La renuncia de Gavin Newsom a buscar la reelección dejó una contienda por la gobernación de California sin un favorito claro y con una particularidad institucional que complica las previsiones: el sistema de primarias conocido como top two. Ese formato, que clasifica a los dos aspirantes más votados para la elección general sin tener en cuenta la filiación partidaria, transforma una pelea interna en un riesgo estratégico para el Partido Demócrata. En la práctica, la multiplicidad de nombres en la boleta puede diluir el apoyo progresista y beneficiar a candidatos con bases de votantes más concentradas.
Hoy la lista incluye más de 50 aspirantes, entre demócratas y republicanos, y al menos dos figuras conservadoras, Steve Hilton y Chad Bianco, aparecen con fuerza en las encuestas. Esa configuración supone que, si el voto demócrata permanece fragmentado, la primaria del 2 de junio podría dejar como finalistas a dos republicanos y excluir por completo a candidatos del oficialismo para la elección del 3 de noviembre. Además de la geografía electoral, factores como el porcentaje de indecisos —encuestas recientes muestran bloques superiores al 24% e incluso antes por encima del 30%— mantienen la carrera abierta y volátil.
Por qué la fragmentación es un problema
El núcleo del problema radica en que varios candidatos demócratas compiten por el mismo segmento de votantes. Esa dispersión no solo reduce la probabilidad de que uno de ellos alcance el tope para avanzar, sino que también convierte cualquier candidatura con base leal en una ventaja relativa. A esto se suma una percepción adversa hacia el partido a nivel nacional: promedios de encuestas como los de Decision Desk HQ muestran una desfavorabilidad significativa para el Partido Demócrata, lo que puede amplificar la fragilidad en una elección con alto número de aspirantes.
Actores y ausencias que pesan
Dentro del tablero político, la ausencia de gestos claros desde figuras con peso ha sido notable. Aunque Gavin Newsom mantiene índices de aceptación competitivos, optó por no intervenir públicamente para ordenar la contienda; lo mismo ocurrió con otras figuras nacionales como Nancy Pelosi o Kamala Harris. El presidente del partido estatal, Rusty Hicks, pidió públicamente que candidatos con escasa viabilidad se retiraran, sin éxito. Al mismo tiempo, reportes sobre una investigación del FBI vinculada a Eric Swalwell añadieron tensión a la lista demócrata, sin resolver la crisis de representación y concentración del voto.
Controversias y debates
La campaña también estuvo marcada por polémicas en torno a los debates y la inclusión de participantes. Un evento televisado organizado por la Universidad del Sur de California suscitó denuncias de discriminación por criterios de selección que, según críticos, habrían excluido a candidatos de color, desviando la atención de temas esenciales como la vivienda y la crisis de personas en situación de calle. Ese tipo de disputas internas alimenta la narrativa de debilidad organizativa y puede desmotivar electores, con consecuencias sobre la movilización el 2 de junio.

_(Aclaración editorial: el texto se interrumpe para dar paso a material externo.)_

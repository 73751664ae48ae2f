//! Output size estimation command

use clap::ArgMatches;
use log::{info, warn};

use crate::commands::command_traits::Command;
use crate::commands::{parse_region, parse_resolution};
use crate::constants::export::MAX_EDGE_PX;
use crate::constants::frame::TARGET_CODE;
use crate::coordinate::{to_target_frame, Rectangle};
use crate::errors::QInfraResult;
use crate::export::estimator::{clamp_resolution, estimate};

/// Command printing the pixel size and buffer size of an export
pub struct EstimateCommand {
    /// Region in the target frame
    region: Rectangle,
    meters_per_pixel: f64,
}

impl EstimateCommand {
    pub fn new(args: &ArgMatches) -> QInfraResult<Self> {
        let (rect, frame) = parse_region(args)?;
        let region = to_target_frame(rect, frame)?;
        let meters_per_pixel = clamp_resolution(parse_resolution(args)?);

        Ok(EstimateCommand { region, meters_per_pixel })
    }

    /// Estimate line as shown next to the resolution control
    pub fn describe(&self) -> String {
        match estimate(Some(&self.region), self.meters_per_pixel) {
            Some(estimate) if estimate.exceeds(MAX_EDGE_PX) => format!(
                "{} exceeds the limit of {} px per side",
                estimate, MAX_EDGE_PX
            ),
            Some(estimate) => estimate.to_string(),
            None => "No estimate".to_string(),
        }
    }
}

impl Command for EstimateCommand {
    fn execute(&self) -> QInfraResult<()> {
        info!("Estimating {} at {} m/px", self.region, self.meters_per_pixel);
        if estimate(Some(&self.region), self.meters_per_pixel).map_or(false, |e| e.exceeds(MAX_EDGE_PX)) {
            warn!("Export would be too large; lower the resolution or shrink the region");
        }
        println!("Region ({}): {}", TARGET_CODE, self.region);
        println!("Resolution: {} m/px", self.meters_per_pixel);
        println!("{}", self.describe());
        Ok(())
    }
}
//! Utility modules for common functionality
//!
//! This module provides various utility functions and types used throughout the application.

pub mod logger;
pub mod progress;
pub mod file_utils;
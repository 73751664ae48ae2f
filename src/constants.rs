//! Shared constants
//!
//! Named values used across capture, estimation and export, replacing
//! magic numbers with descriptive names.

/// Reference frame constants
pub mod frame {
    /// EPSG code of the fixed target frame (Amersfoort / RD New)
    pub const TARGET_EPSG: u32 = 28992;

    /// Frame code as used in WMTS requests and layer definitions
    pub const TARGET_CODE: &str = "EPSG:28992";

    pub const WGS84_EPSG: u32 = 4326;
    pub const WEB_MERCATOR_EPSG: u32 = 3857;
}

/// Export sizing constants
pub mod export {
    /// Hard ceiling for the width and for the height of an export, in pixels
    pub const MAX_EDGE_PX: u32 = 12_000;

    /// Working buffer size per pixel (RGBA)
    pub const BYTES_PER_PIXEL: u64 = 4;

    /// Smallest ground resolution callers may pass, in meters per pixel
    pub const MIN_RESOLUTION: f64 = 0.01;

    /// Resolution offered when nothing else was chosen
    pub const DEFAULT_RESOLUTION: f64 = 0.25;

    /// Suggested file name for an export
    pub const DEFAULT_FILE_NAME: &str = "luchtfoto.png";

    /// World file extension written next to PNG exports
    pub const WORLD_FILE_EXTENSION: &str = "pgw";

    /// Image file extension of exports
    pub const IMAGE_EXTENSION: &str = "png";
}

/// Resolution slider range, in hundredths of a meter per pixel
pub mod slider {
    pub const MIN: u32 = 5;
    pub const MAX: u32 = 200;
}

/// Workspace layer naming and provider kinds
pub mod layers {
    /// Name of the single project region layer
    pub const REGION_LAYER_NAME: &str = "Projectgebied (RD)";

    /// Provider kind of remote tile service layers
    pub const REMOTE_PROVIDER: &str = "wms";

    /// Provider kind of in-memory vector layers
    pub const MEMORY_PROVIDER: &str = "memory";

    /// Outline width of the region layer, in millimeters
    pub const REGION_STROKE_WIDTH: f64 = 1.2;
}

/// Default service used for exports
pub const DEFAULT_SERVICE: &str = "luchtfoto";
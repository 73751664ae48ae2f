mod georef_tests;
mod source_tests;

use std::cell::{Cell, RefCell};

use image::{Rgba, RgbaImage};

use crate::constants::layers::REMOTE_PROVIDER;
use crate::coordinate::Rectangle;
use crate::errors::{QInfraError, QInfraResult};
use crate::export::render::{RenderRequest, Renderer, SourceLoader};
use crate::workspace::SourceReference;

/// Renderer that records its calls and returns a solid image
#[derive(Default)]
pub(crate) struct RecordingRenderer {
    pub calls: Cell<usize>,
    pub last_layers: RefCell<Vec<SourceReference>>,
    /// Return an image of this size instead of the requested one
    pub wrong_size: Option<(u32, u32)>,
    pub fail: bool,
}

impl Renderer for RecordingRenderer {
    fn render(&self, request: &RenderRequest<'_>) -> QInfraResult<RgbaImage> {
        self.calls.set(self.calls.get() + 1);
        *self.last_layers.borrow_mut() = request.layers.to_vec();
        if self.fail {
            return Err(QInfraError::RenderFailed("tile request timed out".to_string()));
        }
        let (width, height) = self.wrong_size.unwrap_or((request.width_px, request.height_px));
        Ok(RgbaImage::from_pixel(width, height, Rgba([10, 120, 30, 255])))
    }
}

/// Source loader that counts loads and accepts or rejects everything
pub(crate) struct FakeLoader {
    pub valid: bool,
    pub loads: Cell<usize>,
    pub extent: Option<Rectangle>,
}

impl FakeLoader {
    pub fn accepting() -> Self {
        FakeLoader {
            valid: true,
            loads: Cell::new(0),
            extent: None,
        }
    }

    pub fn rejecting() -> Self {
        FakeLoader {
            valid: false,
            ..FakeLoader::accepting()
        }
    }
}

impl SourceLoader for FakeLoader {
    fn load(&self, request: &str, label: &str) -> SourceReference {
        self.loads.set(self.loads.get() + 1);
        SourceReference {
            label: label.to_string(),
            provider: REMOTE_PROVIDER.to_string(),
            request: request.to_string(),
            identity: None,
            valid: self.valid,
            extent: self.extent,
        }
    }
}
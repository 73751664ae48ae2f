mod capabilities_tests;
mod catalog_tests;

Escenarios hacia la primaria y la general
Existen varios resultados plausibles. En el mejor escenario para los demócratas, candidaturas menos competitivas se retirarían o el voto se consolidaría en uno o dos nombres con capacidad de atraer a la mayoría progresista, evitando así un duelo republicano en noviembre. En el peor, la dispersión permitirá que Steve Hilton y Chad Bianco ocupen las dos plazas para la elección general, dejando al Partido Demócrata sin representante en la boleta final. Los consultores coinciden en que es difícil predecir con certeza cuál de esas trayectorias se concretará, sobre todo con un porcentaje elevado de indecisos que aún pueden inclinar la balanza.
Impactos colaterales
Más allá de la gobernación, la posibilidad de una boleta general sin demócratas en la cima puede afectar otras contiendas legislativas al reducir la movilización en distritos competitivos. La preocupación interna es que una elección inferior en intensidad podría tener efectos en cadena sobre escaños estatales y federales. Por ahora, la atención se concentra en si los liderazgos partidarios lograrán ordenar la carrera antes del 2 de junio y en la respuesta de los votantes indecisos a las próximas semanas de campaña.